[Excerpts from a dataset]
* * *
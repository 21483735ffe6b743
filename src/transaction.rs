//! Optimistic read-modify-write transactions.
//!
//! A transaction records the version of every document it reads and buffers its writes.
//! On commit the store re-validates every recorded version together with the writes; if
//! any document changed in between, nothing is applied and `TransactionConflict` is
//! returned. Reads must come before writes.

use crate::client::Client;
use crate::common::{
    key::DocumentKey,
    precondition::{Precondition, UpdateTime},
    value::Fields,
};
use crate::error::{Error, Result};
use crate::read::{query::Query, snapshot::DocumentSnapshot};
use crate::store::{DocumentStore, ReadVersion};
use crate::write::operation::{FieldUpdate, SetOptions, Write, WriteResult};

use indexmap::IndexMap;
use std::{future::Future, pin::Pin};

/// Future returned by a [`Client::run_transaction`] body.
pub type TransactionFuture<'t, T> = Pin<Box<dyn Future<Output = Result<T>> + Send + 't>>;

/// A transaction in progress.
///
/// Dropping it without calling [`Transaction::commit`] discards the buffered writes.
#[derive(Debug)]
pub struct Transaction<'c, S> {
    client: &'c Client<S>,
    reads: IndexMap<DocumentKey, Option<UpdateTime>>,
    writes: Vec<Write>,
}

impl<'c, S: DocumentStore> Transaction<'c, S> {
    pub(crate) fn new(client: &'c Client<S>) -> Self {
        Self {
            client,
            reads: IndexMap::new(),
            writes: Vec::new(),
        }
    }

    fn ensure_reading(&self) -> Result<()> {
        if self.writes.is_empty() {
            Ok(())
        } else {
            Err(Error::InvalidArgument(
                "transactions must perform all reads before any write".to_string(),
            ))
        }
    }

    fn record(&mut self, key: &DocumentKey, update_time: Option<UpdateTime>) -> Result<()> {
        match self.reads.get(key) {
            Some(seen) if *seen != update_time => Err(Error::TransactionConflict(format!(
                "{key} changed between two reads of the same transaction"
            ))),
            Some(_) => Ok(()),
            None => {
                self.reads.insert(key.clone(), update_time);
                Ok(())
            }
        }
    }

    /// Read one document and record its version; `NotFound` still records the absence.
    pub async fn get(&mut self, key: &DocumentKey) -> Result<DocumentSnapshot> {
        self.get_all(std::slice::from_ref(key))
            .await?
            .pop()
            .flatten()
            .ok_or_else(|| Error::document_not_found(key))
    }

    /// Read several documents in one round trip and record their versions.
    pub async fn get_all(&mut self, keys: &[DocumentKey]) -> Result<Vec<Option<DocumentSnapshot>>> {
        self.ensure_reading()?;
        let snapshots = self.client.get_all(keys).await?;
        for (key, snapshot) in keys.iter().zip(&snapshots) {
            self.record(key, snapshot.as_ref().map(|snapshot| snapshot.update_time))?;
        }
        Ok(snapshots)
    }

    /// Run a query and record the version of every returned document.
    pub async fn query(&mut self, query: &Query) -> Result<Vec<DocumentSnapshot>> {
        self.ensure_reading()?;
        let snapshots = self.client.query(query).await?;
        for snapshot in &snapshots {
            self.record(&snapshot.key, Some(snapshot.update_time))?;
        }
        Ok(snapshots)
    }

    /// Buffer a create.
    pub fn create(&mut self, key: DocumentKey, fields: Fields) -> &mut Self {
        self.push(Write::create(key, fields))
    }

    /// Buffer a set.
    pub fn set(&mut self, key: DocumentKey, fields: Fields, options: SetOptions) -> &mut Self {
        self.push(Write::set(key, fields, options))
    }

    /// Buffer an update.
    pub fn update(
        &mut self,
        key: DocumentKey,
        updates: Vec<FieldUpdate>,
        precondition: Option<Precondition>,
    ) -> &mut Self {
        self.push(Write::update(key, updates, precondition))
    }

    /// Buffer a delete.
    pub fn delete(&mut self, key: DocumentKey) -> &mut Self {
        self.push(Write::delete(key, None))
    }

    /// Buffer an arbitrary write.
    pub fn push(&mut self, write: Write) -> &mut Self {
        self.writes.push(write);
        self
    }

    /// Number of documents read so far.
    pub fn read_count(&self) -> usize {
        self.reads.len()
    }

    /// Number of buffered writes.
    pub fn write_count(&self) -> usize {
        self.writes.len()
    }

    /// Validate the recorded reads and apply the buffered writes atomically.
    #[cfg_attr(
        feature = "tracing",
        tracing::instrument(
            name = "document_crud.transaction_commit",
            skip_all,
            fields(reads = self.reads.len(), writes = self.writes.len()),
            err
        )
    )]
    pub async fn commit(self) -> Result<Vec<WriteResult>> {
        let reads = self
            .reads
            .into_iter()
            .map(|(key, update_time)| ReadVersion { key, update_time })
            .collect();
        self.client.commit(self.writes, reads).await
    }

    /// Discard the transaction.
    pub fn rollback(self) {}
}

impl<S: DocumentStore> Client<S> {
    /// Run `body` inside a transaction and commit it, retrying on conflicts.
    ///
    /// The body is re-run from scratch, against a fresh transaction, each time the commit
    /// (or one of its reads) fails with `TransactionConflict`, up to
    /// [`crate::config::ClientConfig::max_transaction_attempts`] times. Any other error
    /// returned by the body discards that transaction and is handed back unchanged.
    ///
    /// ```rust
    /// use document_crud::{client::Client, common::key::DocumentKey, config::ClientConfig};
    /// use document_crud::{error::Error, store::memory::MemoryStore, write::operation::FieldUpdate};
    ///
    /// # async fn example() -> document_crud::error::Result<()> {
    /// let client = Client::new(MemoryStore::new(), ClientConfig::default());
    /// let key = DocumentKey::new("counters", "visits");
    /// client.create(&key, Default::default()).await?;
    /// let visits = client
    ///     .run_transaction(|transaction| {
    ///         let key = key.clone();
    ///         Box::pin(async move {
    ///             let snapshot = transaction.get(&key).await?;
    ///             let visits = snapshot.data_at("n").ok().and_then(|n| n.as_i64()).unwrap_or(0) + 1;
    ///             transaction.update(key, vec![FieldUpdate::assign("n", visits)?], None);
    ///             Ok::<_, Error>(visits)
    ///         })
    ///     })
    ///     .await?;
    /// assert_eq!(visits, 1);
    /// # Ok(())
    /// # }
    /// ```
    pub async fn run_transaction<'c, T, F>(&'c self, mut body: F) -> Result<T>
    where
        F: for<'t> FnMut(&'t mut Transaction<'c, S>) -> TransactionFuture<'t, T>,
    {
        let attempts = self.config().max_transaction_attempts.max(1);
        let mut attempt = 1;
        loop {
            let mut transaction = self.begin_transaction();
            let outcome = match body(&mut transaction).await {
                Ok(value) => transaction.commit().await.map(|_| value),
                Err(error) => Err(error),
            };
            match outcome {
                Err(Error::TransactionConflict(_reason)) if attempt < attempts => {
                    #[cfg(feature = "tracing")]
                    tracing::debug!(attempt, reason = %_reason, "retrying conflicting transaction");
                    attempt += 1;
                }
                outcome => return outcome,
            }
        }
    }
}

#[cfg(test)]
mod tests {
    use super::*;
    use crate::common::value;
    use crate::config::ClientConfig;
    use crate::read::query::FilterOperator;
    use crate::store::memory::MemoryStore;

    use serde_json::json;
    use std::sync::{Arc, atomic};

    fn fields(json: serde_json::Value) -> Fields {
        value::to_fields(&json).unwrap()
    }

    fn counter() -> DocumentKey {
        DocumentKey::new("counters", "visits")
    }

    async fn client_with_counter(n: i64) -> Client<MemoryStore> {
        let client = Client::new(MemoryStore::new(), ClientConfig::default());
        client.create(&counter(), fields(json!({"n": n}))).await.unwrap();
        client
    }

    async fn read_n(client: &Client<MemoryStore>) -> i64 {
        let snapshot = client.get(&counter()).await.unwrap();
        snapshot.data_at("n").unwrap().as_i64().unwrap()
    }

    #[tokio::test]
    async fn test_interleaved_transactions_conflict() {
        let client = client_with_counter(5).await;
        let mut first = client.begin_transaction();
        let mut second = client.begin_transaction();
        first.get(&counter()).await.unwrap();
        second.get(&counter()).await.unwrap();
        first.update(counter(), vec![FieldUpdate::assign("n", 6).unwrap()], None);
        second.update(counter(), vec![FieldUpdate::assign("n", 6).unwrap()], None);
        first.commit().await.unwrap();
        let error = second.commit().await.unwrap_err();
        assert!(matches!(error, Error::TransactionConflict(_)), "{error}");
        assert_eq!(read_n(&client).await, 6);
    }

    #[tokio::test]
    async fn test_missing_read_is_recorded() {
        let client = Client::new(MemoryStore::new(), ClientConfig::default());
        let key = DocumentKey::new("sample", "json-1");
        let mut transaction = client.begin_transaction();
        let error = transaction.get(&key).await.unwrap_err();
        assert!(matches!(error, Error::NotFound(_)), "{error}");
        assert_eq!(transaction.read_count(), 1);
        client.create(&key, Fields::new()).await.unwrap();
        transaction.create(key, fields(json!({"a": 1})));
        let error = transaction.commit().await.unwrap_err();
        assert!(matches!(error, Error::TransactionConflict(_)), "{error}");
    }

    #[tokio::test]
    async fn test_query_results_are_validated_on_commit() {
        let client = Client::new(MemoryStore::new(), ClientConfig::default());
        let open = DocumentKey::new("sample", "json-1");
        let closed = DocumentKey::new("sample", "json-2");
        client
            .create(&open, fields(json!({"open": true, "n": 1})))
            .await
            .unwrap();
        client
            .create(&closed, fields(json!({"open": false})))
            .await
            .unwrap();
        let query = Query::new("sample")
            .filter("open", FilterOperator::Equals, true)
            .unwrap();
        let mut transaction = client.begin_transaction();
        let found = transaction.query(&query).await.unwrap();
        assert_eq!(found.len(), 1);
        assert_eq!(found[0].key, open);
        assert_eq!(transaction.read_count(), 1);
        client
            .update(&open, vec![FieldUpdate::increment("n", 1).unwrap()], None)
            .await
            .unwrap();
        transaction.update(
            open.clone(),
            vec![FieldUpdate::assign("n", 10).unwrap()],
            None,
        );
        let error = transaction.commit().await.unwrap_err();
        assert!(matches!(error, Error::TransactionConflict(_)), "{error}");
        let snapshot = client.get(&open).await.unwrap();
        assert_eq!(snapshot.data_at("n").unwrap().as_i64(), Some(2));
    }

    #[tokio::test]
    async fn test_read_after_write_is_rejected() {
        let client = client_with_counter(0).await;
        let mut transaction = client.begin_transaction();
        transaction.delete(counter());
        let error = transaction.get(&counter()).await.unwrap_err();
        assert!(matches!(error, Error::InvalidArgument(_)), "{error}");
    }

    #[tokio::test]
    async fn test_changed_reread_conflicts() {
        let client = client_with_counter(0).await;
        let mut transaction = client.begin_transaction();
        transaction.get(&counter()).await.unwrap();
        client
            .update(&counter(), vec![FieldUpdate::increment("n", 1).unwrap()], None)
            .await
            .unwrap();
        let error = transaction.get(&counter()).await.unwrap_err();
        assert!(matches!(error, Error::TransactionConflict(_)), "{error}");
    }

    #[tokio::test]
    async fn test_rollback_discards_writes() {
        let client = client_with_counter(0).await;
        let mut transaction = client.begin_transaction();
        transaction.get(&counter()).await.unwrap();
        transaction.delete(counter());
        transaction.rollback();
        assert_eq!(read_n(&client).await, 0);
    }

    #[tokio::test]
    async fn test_run_transaction_retries_conflicts() {
        let client = client_with_counter(5).await;
        let attempts = Arc::new(atomic::AtomicUsize::new(0));
        let n = client
            .run_transaction(|transaction| {
                let client = client.clone();
                let attempts = Arc::clone(&attempts);
                Box::pin(async move {
                    let attempt = attempts.fetch_add(1, atomic::Ordering::SeqCst);
                    let snapshot = transaction.get(&counter()).await?;
                    let n = snapshot.data_at("n")?.as_i64().unwrap_or_default() + 1;
                    if attempt == 0 {
                        client
                            .update(&counter(), vec![FieldUpdate::increment("n", 10)?], None)
                            .await?;
                    }
                    transaction.update(counter(), vec![FieldUpdate::assign("n", n)?], None);
                    Ok::<_, Error>(n)
                })
            })
            .await
            .unwrap();
        assert_eq!(attempts.load(atomic::Ordering::SeqCst), 2);
        assert_eq!(n, 16);
        assert_eq!(read_n(&client).await, 16);
    }

    #[tokio::test]
    async fn test_run_transaction_gives_up_after_max_attempts() {
        let client = client_with_counter(0).await;
        let attempts = Arc::new(atomic::AtomicUsize::new(0));
        let error = client
            .run_transaction(|transaction| {
                let client = client.clone();
                let attempts = Arc::clone(&attempts);
                Box::pin(async move {
                    attempts.fetch_add(1, atomic::Ordering::SeqCst);
                    transaction.get(&counter()).await?;
                    client
                        .update(&counter(), vec![FieldUpdate::increment("n", 1)?], None)
                        .await?;
                    transaction.delete(counter());
                    Ok::<_, Error>(())
                })
            })
            .await
            .unwrap_err();
        assert!(matches!(error, Error::TransactionConflict(_)), "{error}");
        assert_eq!(
            attempts.load(atomic::Ordering::SeqCst),
            client.config().max_transaction_attempts
        );
        assert_eq!(read_n(&client).await, 5);
    }

    #[tokio::test]
    async fn test_body_error_aborts_only_the_transaction() {
        let client = client_with_counter(0).await;
        let error = client
            .run_transaction(|transaction| {
                Box::pin(async move {
                    transaction.get(&counter()).await?;
                    transaction.delete(counter());
                    Err::<(), _>(Error::InvalidArgument("bad input".to_string()))
                })
            })
            .await
            .unwrap_err();
        assert!(matches!(error, Error::InvalidArgument(_)), "{error}");
        assert_eq!(read_n(&client).await, 0);
        client.get(&counter()).await.unwrap();
    }
}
* * *
Reproduce the records above line by line, without any change, up to and including the line that holds "buffers its writes.".

Answer box:
repository 21483735ffe6b743
filename src/transaction.rs
//! Optimistic read-modify-write transactions.
//!
//! A transaction records the version of every document it reads and buffers its writes.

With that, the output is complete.